### Description of the task
Output the entries below so that they read exactly as they do now.

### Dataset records
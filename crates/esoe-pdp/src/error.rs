//! Error types for the decision point.

use esoe_core::{CodecError, TransportError};
use std::fmt;

/// Why an authorization query was refused before any policy was evaluated.
#[derive(Debug, Clone, Copy, PartialEq, Eq)]
pub enum RejectionReason {
    /// The request was absent or failed header validation.
    InvalidRequest,
    /// The request signature did not verify.
    SignatureInvalid,
    /// A signature reference did not resolve.
    ReferenceInvalid,
    /// The request could not be parsed.
    Unmarshal,
    /// The subject's session is unknown to the identity provider.
    SessionUnknown,
}

impl RejectionReason {
    /// Short name used in logs and messages.
    #[must_use]
    pub fn as_str(&self) -> &'static str {
        match self {
            Self::InvalidRequest => "invalid-request",
            Self::SignatureInvalid => "signature-invalid",
            Self::ReferenceInvalid => "reference-invalid",
            Self::Unmarshal => "unmarshal",
            Self::SessionUnknown => "session-unknown",
        }
    }
}

impl fmt::Display for RejectionReason {
    fn fmt(&self, f: &mut fmt::Formatter<'_>) -> fmt::Result {
        f.write_str(self.as_str())
    }
}

impl From<&CodecError> for RejectionReason {
    fn from(error: &CodecError) -> Self {
        match error {
            CodecError::SignatureInvalid { .. } => Self::SignatureInvalid,
            CodecError::ReferenceInvalid { .. } => Self::ReferenceInvalid,
            CodecError::Unmarshal { .. } | CodecError::Marshal { .. } => Self::Unmarshal,
            CodecError::UnexpectedDocument { .. } => Self::InvalidRequest,
        }
    }
}

/// An authorization query that was refused.
///
/// Carries the `authnFailed` response document that should still be handed
/// back to the enforcement point, when one could be rendered.
#[derive(Debug, thiserror::Error)]
#[error("Authorization request rejected ({reason}): {message}")]
pub struct RequestRejected {
    /// Category of the rejection.
    pub reason: RejectionReason,
    /// Description of the failure.
    pub message: String,
    /// The response to return to the caller.
    pub response_document: Option<Vec<u8>>,
}

impl RequestRejected {
    /// Creates a rejection without a response document.
    #[must_use]
    pub fn new(reason: RejectionReason, message: impl Into<String>) -> Self {
        Self {
            reason,
            message: message.into(),
            response_document: None,
        }
    }

    /// Attach the rendered response.
    #[must_use]
    pub fn with_response(mut self, document: Option<Vec<u8>>) -> Self {
        self.response_document = document;
        self
    }
}

/// Errors raised by the identity provider session lookup.
#[derive(Debug, thiserror::Error)]
pub enum SessionError {
    /// The session backend failed.
    #[error("Session lookup failed: {message}")]
    Backend {
        /// Description of the failure.
        message: String,
    },
}

impl SessionError {
    /// Creates a new `Backend` error.
    #[must_use]
    pub fn backend(message: impl Into<String>) -> Self {
        Self::Backend {
            message: message.into(),
        }
    }
}

/// Errors raised while evaluating a rule condition.
#[derive(Debug, Clone, PartialEq, Eq, thiserror::Error)]
pub enum ConditionError {
    /// The condition expression is not understood.
    #[error("Invalid condition: {message}")]
    Invalid {
        /// Description of the problem.
        message: String,
    },
}

impl ConditionError {
    /// Creates a new `Invalid` error.
    #[must_use]
    pub fn invalid(message: impl Into<String>) -> Self {
        Self::Invalid {
            message: message.into(),
        }
    }
}

/// Errors raised by the policy source.
#[derive(Debug, thiserror::Error)]
pub enum PolicySourceError {
    /// The policy store could not be read.
    #[error("Policy source unavailable: {message}")]
    Unavailable {
        /// Description of the failure.
        message: String,
    },

    /// The policy store holds no usable sequence id.
    #[error("Policy source returned invalid sequence id {sequence_id}")]
    InvalidSequence {
        /// The sequence id that was returned.
        sequence_id: i64,
    },

    /// The policy store returned no policies for a rebuild.
    #[error("Policy source returned no policies")]
    Empty,
}

impl PolicySourceError {
    /// Creates a new `Unavailable` error.
    #[must_use]
    pub fn unavailable(message: impl Into<String>) -> Self {
        Self::Unavailable {
            message: message.into(),
        }
    }
}

/// Errors raised while resolving enforcement point metadata.
#[derive(Debug, Clone, PartialEq, Eq, thiserror::Error)]
pub enum MetadataError {
    /// No cache clear service is registered for the entity.
    #[error("No cache clear service registered for {entity_id}")]
    UnknownEntity {
        /// Entity identifier of the enforcement point.
        entity_id: String,
    },

    /// The entity has no cache clear endpoint at the given index.
    #[error("No cache clear endpoint {index} registered for {entity_id}")]
    UnknownEndpoint {
        /// Entity identifier of the enforcement point.
        entity_id: String,
        /// Requested endpoint index.
        index: u32,
    },
}

/// Decision point errors.
#[derive(Debug, thiserror::Error)]
pub enum PdpError {
    /// An authorization query was refused.
    #[error(transparent)]
    Rejected(#[from] RequestRejected),

    /// A document could not be rendered or parsed.
    #[error(transparent)]
    Codec(#[from] CodecError),

    /// A remote endpoint could not be called.
    #[error(transparent)]
    Transport(#[from] TransportError),

    /// Enforcement point metadata was incomplete.
    #[error(transparent)]
    Metadata(#[from] MetadataError),

    /// The policy source failed.
    #[error(transparent)]
    PolicySource(#[from] PolicySourceError),

    /// An enforcement point refused a cache clear request.
    #[error("Cache clear refused by {endpoint}: {message}")]
    CacheClearRefused {
        /// Endpoint that answered.
        endpoint: String,
        /// Status message returned.
        message: String,
    },

    /// Nothing is known about the entity's policies.
    #[error("No policies loaded for {entity_id}")]
    NoPolicies {
        /// Entity identifier of the enforcement point.
        entity_id: String,
    },
}

#[cfg(test)]
mod tests {
    use super::*;

    #[test]
    fn test_rejection_reason_from_codec_error() {
        assert_eq!(
            RejectionReason::from(&CodecError::signature_invalid("bad")),
            RejectionReason::SignatureInvalid
        );
        assert_eq!(
            RejectionReason::from(&CodecError::reference_invalid("bad")),
            RejectionReason::ReferenceInvalid
        );
        assert_eq!(
            RejectionReason::from(&CodecError::unmarshal("bad")),
            RejectionReason::Unmarshal
        );
    }

    #[test]
    fn test_request_rejected_display() {
        let err = RequestRejected::new(RejectionReason::SessionUnknown, "no session for abc");
        assert_eq!(
            err.to_string(),
            "Authorization request rejected (session-unknown): no session for abc"
        );
        assert!(err.response_document.is_none());
    }
}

### Solution to the exercise
filename crates/esoe-pdp/src/error.rs
//! Error types for the decision point.

use esoe_core::{CodecError, TransportError};
use std::fmt;

/// Why an authorization query was refused before any policy was evaluated.
#[derive(Debug, Clone, Copy, PartialEq, Eq)]
pub enum RejectionReason {
    /// The request was absent or failed header validation.
    InvalidRequest,
    /// The request signature did not verify.
    SignatureInvalid,
    /// A signature reference did not resolve.
    ReferenceInvalid,
    /// The request could not be parsed.
    Unmarshal,
    /// The subject's session is unknown to the identity provider.
    SessionUnknown,
}

impl RejectionReason {
    /// Short name used in logs and messages.
    #[must_use]
    pub fn as_str(&self) -> &'static str {
        match self {
            Self::InvalidRequest => "invalid-request",
            Self::SignatureInvalid => "signature-invalid",
            Self::ReferenceInvalid => "reference-invalid",
            Self::Unmarshal => "unmarshal",
            Self::SessionUnknown => "session-unknown",
        }
    }
}

impl fmt::Display for RejectionReason {
    fn fmt(&self, f: &mut fmt::Formatter<'_>) -> fmt::Result {
        f.write_str(self.as_str())
    }
}

impl From<&CodecError> for RejectionReason {
    fn from(error: &CodecError) -> Self {
        match error {
            CodecError::SignatureInvalid { .. } => Self::SignatureInvalid,
            CodecError::ReferenceInvalid { .. } => Self::ReferenceInvalid,
            CodecError::Unmarshal { .. } | CodecError::Marshal { .. } => Self::Unmarshal,
            CodecError::UnexpectedDocument { .. } => Self::InvalidRequest,
        }
    }
}

/// An authorization query that was refused.
///
/// Carries the `authnFailed` response document that should still be handed
/// back to the enforcement point, when one could be rendered.
#[derive(Debug, thiserror::Error)]
#[error("Authorization request rejected ({reason}): {message}")]
pub struct RequestRejected {
    /// Category of the rejection.
    pub reason: RejectionReason,
    /// Description of the failure.
    pub message: String,
    /// The response to return to the caller.
    pub response_document: Option<Vec<u8>>,
}

impl RequestRejected {
    /// Creates a rejection without a response document.
    #[must_use]
    pub fn new(reason: RejectionReason, message: impl Into<String>) -> Self {
        Self {
            reason,
            message: message.into(),
            response_document: None,
        }
    }

    /// Attach the rendered response.
    #[must_use]
    pub fn with_response(mut self, document: Option<Vec<u8>>) -> Self {
        self.response_document = document;
        self
    }
}

/// Errors raised by the identity provider session lookup.
#[derive(Debug, thiserror::Error)]
pub enum SessionError {
    /// The session backend failed.
    #[error("Session lookup failed: {message}")]
    Backend {
        /// Description of the failure.
        message: String,
    },
}

impl SessionError {
    /// Creates a new `Backend` error.
    #[must_use]
    pub fn backend(message: impl Into<String>) -> Self {
        Self::Backend {
            message: message.into(),
        }
    }
}

/// Errors raised while evaluating a rule condition.
#[derive(Debug, Clone, PartialEq, Eq, thiserror::Error)]
pub enum ConditionError {
    /// The condition expression is not understood.
    #[error("Invalid condition: {message}")]
    Invalid {
        /// Description of the problem.
        message: String,
    },
}

impl ConditionError {
    /// Creates a new `Invalid` error.
    #[must_use]
    pub fn invalid(message: impl Into<String>) -> Self {
        Self::Invalid {
            message: message.into(),
        }
    }
}

/// Errors raised by the policy source.
#[derive(Debug, thiserror::Error)]
pub enum PolicySourceError {
    /// The policy store could not be read.
    #[error("Policy source unavailable: {message}")]
    Unavailable {
        /// Description of the failure.
        message: String,
    },

    /// The policy store holds no usable sequence id.
    #[error("Policy source returned invalid sequence id {sequence_id}")]
    InvalidSequence {
        /// The sequence id that was returned.
        sequence_id: i64,
    },

    /// The policy store returned no policies for a rebuild.
    #[error("Policy source returned no policies")]
    Empty,
}

impl PolicySourceError {
    /// Creates a new `Unavailable` error.
    #[must_use]
    pub fn unavailable(message: impl Into<String>) -> Self {
        Self::Unavailable {
            message: message.into(),
        }
    }
}

/// Errors raised while resolving enforcement point metadata.
#[derive(Debug, Clone, PartialEq, Eq, thiserror::Error)]
pub enum MetadataError {
    /// No cache clear service is registered for the entity.
    #[error("No cache clear service registered for {entity_id}")]
    UnknownEntity {
        /// Entity identifier of the enforcement point.
        entity_id: String,
    },

    /// The entity has no cache clear endpoint at the given index.
    #[error("No cache clear endpoint {index} registered for {entity_id}")]
    UnknownEndpoint {
        /// Entity identifier of the enforcement point.
        entity_id: String,
        /// Requested endpoint index.
        index: u32,
    },
}

/// Decision point errors.
#[derive(Debug, thiserror::Error)]
pub enum PdpError {
    /// An authorization query was refused.
    #[error(transparent)]
    Rejected(#[from] RequestRejected),

    /// A document could not be rendered or parsed.
    #[error(transparent)]
    Codec(#[from] CodecError),

    /// A remote endpoint could not be called.
    #[error(transparent)]
    Transport(#[from] TransportError),

    /// Enforcement point metadata was incomplete.
    #[error(transparent)]
    Metadata(#[from] MetadataError),

    /// The policy source failed.
    #[error(transparent)]
    PolicySource(#[from] PolicySourceError),

    /// An enforcement point refused a cache clear request.
    #[error("Cache clear refused by {endpoint}: {message}")]
    CacheClearRefused {
        /// Endpoint that answered.
        endpoint: String,
        /// Status message returned.
        message: String,
    },

    /// Nothing is known about the entity's policies.
    #[error("No policies loaded for {entity_id}")]
    NoPolicies {
        /// Entity identifier of the enforcement point.
        entity_id: String,
    },
}

#[cfg(test)]
mod tests {
    use super::*;

    #[test]
    fn test_rejection_reason_from_codec_error() {
        assert_eq!(
            RejectionReason::from(&CodecError::signature_invalid("bad")),
            RejectionReason::SignatureInvalid
        );
        assert_eq!(
            RejectionReason::from(&CodecError::reference_invalid("bad")),
            RejectionReason::ReferenceInvalid
        );
        assert_eq!(
            RejectionReason::from(&CodecError::unmarshal("bad")),
            RejectionReason::Unmarshal
        );
    }

    #[test]
    fn test_request_rejected_display() {
        let err = RequestRejected::new(RejectionReason::SessionUnknown, "no session for abc");
        assert_eq!(
            err.to_string(),
            "Authorization request rejected (session-unknown): no session for abc"
        );
        assert!(err.response_document.is_none());
    }
}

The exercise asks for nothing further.